**Work to complete:** Each line from the one containing "pub fn save(&self)" to the last line of the listing below must be reproduced exactly, and nothing more.

**Source records:**
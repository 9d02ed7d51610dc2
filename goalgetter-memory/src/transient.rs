//! Process-local volatile storage

use async_trait::async_trait;
use std::collections::HashMap;
use tokio::sync::RwLock;

use crate::backend::{BackendResult, MemoryBackend};
use crate::types::Message;

/// In-process conversation store, lost on restart
///
/// Serves as the fallback when the durable store is unreachable. State is
/// keyed by user id and lives for the process lifetime.
#[derive(Debug, Default)]
pub struct TransientBackend {
    sessions: RwLock<HashMap<String, Vec<Message>>>,
}

impl TransientBackend {
    /// Create an empty transient store
    pub fn new() -> Self {
        Self::default()
    }

    /// Number of sessions currently held
    pub async fn session_count(&self) -> usize {
        self.sessions.read().await.len()
    }
}

#[async_trait]
impl MemoryBackend for TransientBackend {
    async fn load(&self, user_id: &str) -> BackendResult<Vec<Message>> {
        Ok(self
            .sessions
            .read()
            .await
            .get(user_id)
            .cloned()
            .unwrap_or_default())
    }

    async fn append(&self, user_id: &str, message: &Message) -> BackendResult<()> {
        self.sessions
            .write()
            .await
            .entry(user_id.to_string())
            .or_default()
            .push(message.clone());
        Ok(())
    }

    async fn replace(&self, user_id: &str, messages: &[Message]) -> BackendResult<()> {
        self.sessions
            .write()
            .await
            .insert(user_id.to_string(), messages.to_vec());
        Ok(())
    }

    async fn clear(&self, user_id: &str) -> BackendResult<()> {
        self.sessions.write().await.remove(user_id);
        Ok(())
    }

    async fn flush(&self) -> BackendResult<()> {
        Ok(())
    }
}

#[cfg(test)]
mod tests {
    use super::*;

    #[tokio::test]
    async fn test_load_missing_user_is_empty() {
        let backend = TransientBackend::new();
        let messages = backend.load("nobody").await.unwrap();
        assert!(messages.is_empty());
    }

    #[tokio::test]
    async fn test_append_and_load_preserves_order() {
        let backend = TransientBackend::new();
        backend.append("u1", &Message::user("first")).await.unwrap();
        backend
            .append("u1", &Message::assistant("second"))
            .await
            .unwrap();

        let messages = backend.load("u1").await.unwrap();
        assert_eq!(messages.len(), 2);
        assert_eq!(messages[0].content, "first");
        assert_eq!(messages[1].content, "second");
    }

    #[tokio::test]
    async fn test_users_are_isolated() {
        let backend = TransientBackend::new();
        backend.append("u1", &Message::user("hi")).await.unwrap();

        assert!(backend.load("u2").await.unwrap().is_empty());
        assert_eq!(backend.session_count().await, 1);
    }

    #[tokio::test]
    async fn test_replace_overwrites_history() {
        let backend = TransientBackend::new();
        backend.append("u1", &Message::user("old")).await.unwrap();

        let replacement = vec![Message::assistant("summary"), Message::user("recent")];
        backend.replace("u1", &replacement).await.unwrap();

        let messages = backend.load("u1").await.unwrap();
        assert_eq!(messages.len(), 2);
        assert_eq!(messages[0].content, "summary");
    }

    #[tokio::test]
    async fn test_clear_removes_session() {
        let backend = TransientBackend::new();
        backend.append("u1", &Message::user("hi")).await.unwrap();
        backend.clear("u1").await.unwrap();

        assert!(backend.load("u1").await.unwrap().is_empty());
        assert_eq!(backend.session_count().await, 0);
    }
}
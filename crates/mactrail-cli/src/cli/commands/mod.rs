//! Command implementations.

pub mod analyze;
pub mod config;
pub mod extract;
pub mod report;
pub mod scan;

use crate::config::Config;
use crate::output::OutputFormat;

/// Shared context for all commands.
#[derive(Debug, Clone)]
pub struct Context {
    /// Output format
    pub output_format: OutputFormat,

    /// Verbose output
    pub verbose: bool,

    /// Persistent defaults
    pub config: Config,
}

impl Context {
    /// Resolve a timeline input path: explicit argument (with `~`
    /// expansion) or the configured default.
    #[must_use]
    pub fn resolve_input(&self, arg: Option<&str>) -> String {
        arg.map_or_else(|| self.config.timeline_path(), expand)
    }
}

/// Expand `~` and environment-style home references in a user path.
pub fn expand(path: &str) -> String {
    shellexpand::tilde(path).into_owned()
}
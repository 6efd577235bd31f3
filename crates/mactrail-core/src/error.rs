use thiserror::Error;

/// Result type alias for timeline operations
pub type Result<T> = std::result::Result<T, TimelineError>;

/// Errors that can occur when constructing timeline data
#[derive(Error, Debug)]
pub enum TimelineError {
    /// Timestamp kind label not one of CRTIME/MTIME/ATIME/CTIME
    #[error("unknown timestamp kind: {0:?}")]
    UnknownKind(String),
}
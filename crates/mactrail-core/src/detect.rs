//! Anomaly detection -- temporal-consistency rules over file records.

use chrono::Duration;
use tracing::debug;

use crate::types::{Anomaly, FileRecord, FileTable};

/// Minimum number of populated timestamp slots for the rapid-activity
/// rule to apply.
const RAPID_ACTIVITY_MIN_TIMESTAMPS: usize = 3;

/// Evaluate the detection rules against one record.
///
/// Returns findings in presentation order. Pure and total: an absent
/// timestamp makes a rule inapplicable, never a failure. Two records
/// never influence each other.
#[must_use]
pub fn evaluate(record: &FileRecord) -> Vec<Anomaly> {
    let mut flags = Vec::new();

    // Rule 1: access before creation.
    if let (Some(crtime), Some(atime)) = (record.crtime, record.atime) {
        if atime < crtime {
            flags.push(Anomaly::AccessBeforeCreation);
        }
    }

    // Rule 2: modification before creation.
    if let (Some(crtime), Some(mtime)) = (record.crtime, record.mtime) {
        if mtime < crtime {
            flags.push(Anomaly::ModifiedBeforeCreation);
        }
    }

    // Rule 3: rapid timestamp activity. Three or more timestamps inside
    // a strict two-second window is a known signature of bulk copy or
    // timestamp-stomping tools.
    let times = record.present_timestamps();
    if times.len() >= RAPID_ACTIVITY_MIN_TIMESTAMPS {
        if let (Some(min), Some(max)) = (times.iter().min(), times.iter().max()) {
            if *max - *min < Duration::seconds(2) {
                flags.push(Anomaly::RapidTimestampActivity);
            }
        }
    }

    // Rule 4: access timestamp on an unallocated entry.
    if record.deleted && record.atime.is_some() {
        flags.push(Anomaly::DeletedFileAccessed);
    }

    flags
}

/// Run detection over every record in the table, populating `flags`
/// and `suspicious` in place.
///
/// Flags are replaced, not appended, so running detection twice yields
/// identical results.
pub fn detect(table: &mut FileTable) {
    for record in table.values_mut() {
        record.flags = evaluate(record);
        record.suspicious = !record.flags.is_empty();
    }

    let suspicious = table.values().filter(|r| r.suspicious).count();
    debug!(files = table.len(), suspicious, "detection complete");
}

#[cfg(test)]
mod tests {
    use super::*;
    use crate::consolidate::consolidate;
    use crate::types::{RawEvent, TimestampKind};
    use chrono::{DateTime, TimeZone, Utc};

    fn base() -> DateTime<Utc> {
        Utc.with_ymd_and_hms(2023, 1, 1, 0, 0, 0).unwrap()
    }

    fn make_record() -> FileRecord {
        FileRecord::seeded_from(&RawEvent {
            time: base(),
            kind: TimestampKind::Mtime,
            path: "/home/user/doc.txt".into(),
            partition: "part0".into(),
            inode: 9,
            size: 4096,
            deleted: false,
        })
    }

    #[test]
    fn access_one_nanosecond_before_creation_fires() {
        let mut record = make_record();
        record.crtime = Some(base());
        record.atime = Some(base() - Duration::nanoseconds(1));

        assert_eq!(evaluate(&record), vec![Anomaly::AccessBeforeCreation]);
    }

    #[test]
    fn access_equal_to_creation_does_not_fire() {
        let mut record = make_record();
        record.crtime = Some(base());
        record.atime = Some(base());

        assert!(evaluate(&record).is_empty());
    }

    #[test]
    fn modification_before_creation_fires() {
        let mut record = make_record();
        record.crtime = Some(base());
        record.mtime = Some(base() - Duration::seconds(30));

        assert_eq!(evaluate(&record), vec![Anomaly::ModifiedBeforeCreation]);
    }

    #[test]
    fn rule_is_inapplicable_without_crtime() {
        let mut record = make_record();
        record.atime = Some(base() - Duration::days(365));
        record.mtime = Some(base() - Duration::days(365));

        // Only two timestamps present, so the rapid rule is out too.
        assert!(evaluate(&record).is_empty());
    }

    #[test]
    fn rapid_activity_inside_window_fires() {
        let mut record = make_record();
        record.crtime = Some(base());
        record.mtime = Some(base() + Duration::milliseconds(500));
        record.atime = Some(base() + Duration::milliseconds(900));
        record.ctime = Some(base() + Duration::milliseconds(1999));

        assert_eq!(evaluate(&record), vec![Anomaly::RapidTimestampActivity]);
    }

    #[test]
    fn rapid_activity_spread_of_exactly_two_seconds_does_not_fire() {
        let mut record = make_record();
        record.crtime = Some(base());
        record.mtime = Some(base() + Duration::seconds(1));
        record.atime = Some(base() + Duration::seconds(2));

        assert!(evaluate(&record).is_empty());
    }

    #[test]
    fn rapid_activity_needs_three_timestamps() {
        let mut record = make_record();
        record.crtime = Some(base());
        record.mtime = Some(base() + Duration::milliseconds(10));

        assert!(evaluate(&record).is_empty());
    }

    #[test]
    fn deleted_without_atime_does_not_fire() {
        let mut record = make_record();
        record.deleted = true;
        record.mtime = Some(base());

        assert!(evaluate(&record).is_empty());
    }

    #[test]
    fn deleted_with_atime_fires_regardless_of_other_timestamps() {
        let mut record = make_record();
        record.deleted = true;
        record.atime = Some(base());

        assert_eq!(evaluate(&record), vec![Anomaly::DeletedFileAccessed]);
    }

    #[test]
    fn stomped_document_scenario() {
        // Access predates creation and all four timestamps sit inside
        // a 1.9s window, so rules 1 and 3 both fire, in that order.
        let path = "/home/user/doc.txt";
        let mk = |kind, time| RawEvent {
            time,
            kind,
            path: path.into(),
            partition: "part0".into(),
            inode: 9,
            size: 4096,
            deleted: false,
        };
        let events = vec![
            mk(TimestampKind::Crtime, base()),
            mk(TimestampKind::Mtime, base() + Duration::milliseconds(500)),
            mk(TimestampKind::Atime, base() - Duration::seconds(1)),
            mk(TimestampKind::Ctime, base() + Duration::milliseconds(900)),
        ];

        let mut table = consolidate(&events);
        detect(&mut table);

        let record = &table[path];
        assert_eq!(
            record.flags,
            vec![
                Anomaly::AccessBeforeCreation,
                Anomaly::RapidTimestampActivity
            ]
        );
        assert!(record.suspicious);
    }

    #[test]
    fn single_mtime_record_is_clean() {
        let mut record = make_record();
        record.mtime = Some(base());

        let mut table = FileTable::new();
        table.insert(record.path.clone(), record);
        detect(&mut table);

        let record = table.values().next().unwrap();
        assert!(record.flags.is_empty());
        assert!(!record.suspicious);
    }

    #[test]
    fn detection_is_idempotent() {
        let mut record = make_record();
        record.deleted = true;
        record.atime = Some(base());

        let mut table = FileTable::new();
        table.insert(record.path.clone(), record);

        detect(&mut table);
        let first: Vec<_> = table.values().cloned().collect();
        detect(&mut table);
        let second: Vec<_> = table.values().cloned().collect();

        assert_eq!(first.len(), second.len());
        for (a, b) in first.iter().zip(&second) {
            assert_eq!(a.flags, b.flags);
            assert_eq!(a.suspicious, b.suspicious);
        }
    }
}
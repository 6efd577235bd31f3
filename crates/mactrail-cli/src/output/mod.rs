//! Output format selection.

use clap::ValueEnum;
use serde::{Deserialize, Serialize};

/// Available output formats for analysis results.
#[derive(Debug, Clone, Copy, Default, ValueEnum, Serialize, Deserialize, PartialEq, Eq)]
#[serde(rename_all = "lowercase")]
pub enum OutputFormat {
    /// Colored summary plus a table
    #[default]
    Pretty,
    /// JSON, one object keyed by path
    Json,
    /// Flat CSV, one row per file record
    Csv,
    /// YAML, one mapping keyed by path
    Yaml,
}

impl std::fmt::Display for OutputFormat {
    fn fmt(&self, f: &mut std::fmt::Formatter<'_>) -> std::fmt::Result {
        match self {
            Self::Pretty => write!(f, "pretty"),
            Self::Json => write!(f, "json"),
            Self::Csv => write!(f, "csv"),
            Self::Yaml => write!(f, "yaml"),
        }
    }
}
//! Persistent CLI configuration.

use anyhow::Result;
use directories::ProjectDirs;
use serde::{Deserialize, Serialize};
use std::path::PathBuf;

use crate::output::OutputFormat;
use mactrail::acquire::{DEFAULT_PARTITION_LABEL, DEFAULT_SCAN_LIMIT};

/// Fallback timeline CSV name when neither flag nor config sets one.
pub const DEFAULT_TIMELINE: &str = "timeline.csv";

/// Fallback HTML report name when neither flag nor config sets one.
pub const DEFAULT_REPORT: &str = "forensic_report.html";

/// CLI configuration: defaults for paths and scan behavior. Everything
/// here is an adapter concern; the engine itself takes no configuration.
#[derive(Debug, Clone, Default, Serialize, Deserialize)]
pub struct Config {
    /// Default timeline CSV path.
    pub timeline: Option<String>,

    /// Default HTML report path.
    pub report: Option<String>,

    /// Default cap on files examined per scan.
    pub scan_limit: Option<usize>,

    /// Default partition label stamped on extracted events.
    pub partition_label: Option<String>,

    /// Default output format.
    pub output_format: Option<OutputFormat>,
}

impl Config {
    /// Get the config file path.
    pub fn path() -> Result<PathBuf> {
        let dirs = ProjectDirs::from("io", "mactrail", "mactrail")
            .ok_or_else(|| anyhow::anyhow!("Could not determine config directory"))?;

        Ok(dirs.config_dir().join("config.toml"))
    }

    /// Load configuration from file, falling back to defaults.
    pub fn load() -> Result<Self> {
        let path = Self::path()?;

        if !path.exists() {
            return Ok(Self::default());
        }

        let content = std::fs::read_to_string(&path)?;
        let config: Self = toml::from_str(&content)?;

        Ok(config)
    }

    /// Save configuration to file.
    pub fn save(&self) -> Result<()> {
        let path = Self::path()?;

        if let Some(parent) = path.parent() {
            std::fs::create_dir_all(parent)?;
        }

        let content = toml::to_string_pretty(self)?;
        std::fs::write(&path, content)?;

        Ok(())
    }

    /// Effective timeline path.
    #[must_use]
    pub fn timeline_path(&self) -> String {
        self.timeline
            .clone()
            .unwrap_or_else(|| DEFAULT_TIMELINE.to_string())
    }

    /// Effective report path.
    #[must_use]
    pub fn report_path(&self) -> String {
        self.report
            .clone()
            .unwrap_or_else(|| DEFAULT_REPORT.to_string())
    }

    /// Effective scan limit.
    #[must_use]
    pub fn limit(&self) -> usize {
        self.scan_limit.unwrap_or(DEFAULT_SCAN_LIMIT)
    }

    /// Effective partition label.
    #[must_use]
    pub fn partition(&self) -> String {
        self.partition_label
            .clone()
            .unwrap_or_else(|| DEFAULT_PARTITION_LABEL.to_string())
    }
}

**Task result:**
    pub fn save(&self) -> Result<()> {
        let path = Self::path()?;

        if let Some(parent) = path.parent() {
            std::fs::create_dir_all(parent)?;
        }

        let content = toml::to_string_pretty(self)?;
        std::fs::write(&path, content)?;

        Ok(())
    }

    /// Effective timeline path.
    #[must_use]
    pub fn timeline_path(&self) -> String {
        self.timeline
            .clone()
            .unwrap_or_else(|| DEFAULT_TIMELINE.to_string())
    }

    /// Effective report path.
    #[must_use]
    pub fn report_path(&self) -> String {
        self.report
            .clone()
            .unwrap_or_else(|| DEFAULT_REPORT.to_string())
    }

    /// Effective scan limit.
    #[must_use]
    pub fn limit(&self) -> usize {
        self.scan_limit.unwrap_or(DEFAULT_SCAN_LIMIT)
    }

    /// Effective partition label.
    #[must_use]
    pub fn partition(&self) -> String {
        self.partition_label
            .clone()
            .unwrap_or_else(|| DEFAULT_PARTITION_LABEL.to_string())
    }
}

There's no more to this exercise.